ただ、こうした社外の人についてはスポットでの契約も多く、一時的な手続きのために個人情報を提供することに抵抗を感じる人も多いものです。そこで、雇用されている社員に比べてマイナンバー情報の提供を拒否される可能性が高いところが課題です。
現時点では、支払調書などにマイナンバー情報が記載されていなくても税務署は書類を受理してくれる運用になっているため大きな問題はありませんが、スムーズな提供を促すためにも、以下の点は留意しておいた方が良いでしょう。

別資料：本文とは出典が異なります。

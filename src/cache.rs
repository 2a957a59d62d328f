//! Content-addressed store of solved fingerprints.
//!
//! Entries are write-once: a repeated write with the same plaintext is a no-op
//! and a write with a different plaintext is rejected, leaving the original
//! entry authoritative. Concurrent access goes through `DashMap`, so reads never
//! wait on writers for other fingerprints.

use std::collections::BTreeMap;
use std::path::Path;

use chrono::{DateTime, Utc};
use dashmap::mapref::entry::Entry;
use dashmap::DashMap;
use serde::{Deserialize, Serialize};

use crate::error::{CoordinatorError, Result};

#[derive(Debug, Clone, PartialEq, Serialize, Deserialize)]
#[serde(rename_all = "camelCase")]
pub struct CacheEntry {
    pub plaintext: String,
    pub solved_at: DateTime<Utc>,
    pub solved_by: String,
}

#[derive(Debug, Clone, Copy, PartialEq, Eq)]
pub enum PutOutcome {
    Inserted,
    Unchanged,
}

#[derive(Debug, Default)]
pub struct ResultCache {
    entries: DashMap<String, CacheEntry>,
}

impl ResultCache {
    pub fn new() -> Self {
        Self::default()
    }

    pub fn get(&self, fingerprint: &str) -> Option<CacheEntry> {
        self.entries.get(fingerprint).map(|e| e.value().clone())
    }

    pub fn plaintext(&self, fingerprint: &str) -> Option<String> {
        self.entries
            .get(fingerprint)
            .map(|e| e.value().plaintext.clone())
    }

    /// Record a solved fingerprint.
    pub fn put(&self, fingerprint: &str, plaintext: &str, solved_by: &str) -> Result<PutOutcome> {
        match self.entries.entry(fingerprint.to_string()) {
            Entry::Occupied(existing) => {
                if existing.get().plaintext == plaintext {
                    Ok(PutOutcome::Unchanged)
                } else {
                    Err(CoordinatorError::CacheConflict(fingerprint.to_string()))
                }
            }
            Entry::Vacant(slot) => {
                slot.insert(CacheEntry {
                    plaintext: plaintext.to_string(),
                    solved_at: Utc::now(),
                    solved_by: solved_by.to_string(),
                });
                tracing::info!(fingerprint, solved_by, "Cached solved fingerprint");
                Ok(PutOutcome::Inserted)
            }
        }
    }

    pub fn len(&self) -> usize {
        self.entries.len()
    }

    pub fn is_empty(&self) -> bool {
        self.entries.is_empty()
    }

    /// Load entries from a JSON file written by [`ResultCache::save`].
    /// A missing file yields an empty cache.
    pub fn load(path: &Path) -> Result<Self> {
        let cache = Self::new();
        let data = match std::fs::read(path) {
            Ok(data) => data,
            Err(e) if e.kind() == std::io::ErrorKind::NotFound => return Ok(cache),
            Err(e) => {
                return Err(CoordinatorError::Persistence(format!(
                    "reading {}: {}",
                    path.display(),
                    e
                )))
            }
        };
        let stored: BTreeMap<String, CacheEntry> = serde_json::from_slice(&data)
            .map_err(|e| CoordinatorError::Persistence(format!("parsing {}: {}", path.display(), e)))?;
        for (fingerprint, entry) in stored {
            cache.entries.insert(fingerprint, entry);
        }
        tracing::info!(path = %path.display(), entries = cache.len(), "Loaded result cache");
        Ok(cache)
    }

    /// Write all entries to `path` as a JSON object keyed by fingerprint.
    pub fn save(&self, path: &Path) -> Result<()> {
        let snapshot: BTreeMap<String, CacheEntry> = self
            .entries
            .iter()
            .map(|e| (e.key().clone(), e.value().clone()))
            .collect();
        let data = serde_json::to_vec_pretty(&snapshot)
            .map_err(|e| CoordinatorError::Persistence(e.to_string()))?;
        std::fs::write(path, data).map_err(|e| {
            CoordinatorError::Persistence(format!("writing {}: {}", path.display(), e))
        })?;
        tracing::info!(path = %path.display(), entries = snapshot.len(), "Saved result cache");
        Ok(())
    }
}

・マイナンバー情報収集の目的と利用範囲、破棄するタイミングなどの情報を開示し、適切に管理することを伝える
・郵送してもらう際には簡易書留などの方法を使うように案内する
・外部委託する場合は、委託先についても明記する
加えて、マイナンバー情報を収集するときには、収集に協力してもらえない場合は何らかの不利益が生じたとしても責任を負わない、などの注意も伝えておくと良いでしょう。
 

まとめ

今回は、社員や外部委託先からのマイナンバー情報の提供に関する課題について紹介しました。マイナンバー情報を企業が取り扱うとき、最も重要なのが「情報漏洩のリスクを最大限に減らす」ことです。環境整備にコストがかかるなどの課題もありますが、適切な管理は企業の評価を上げることにも繋がります。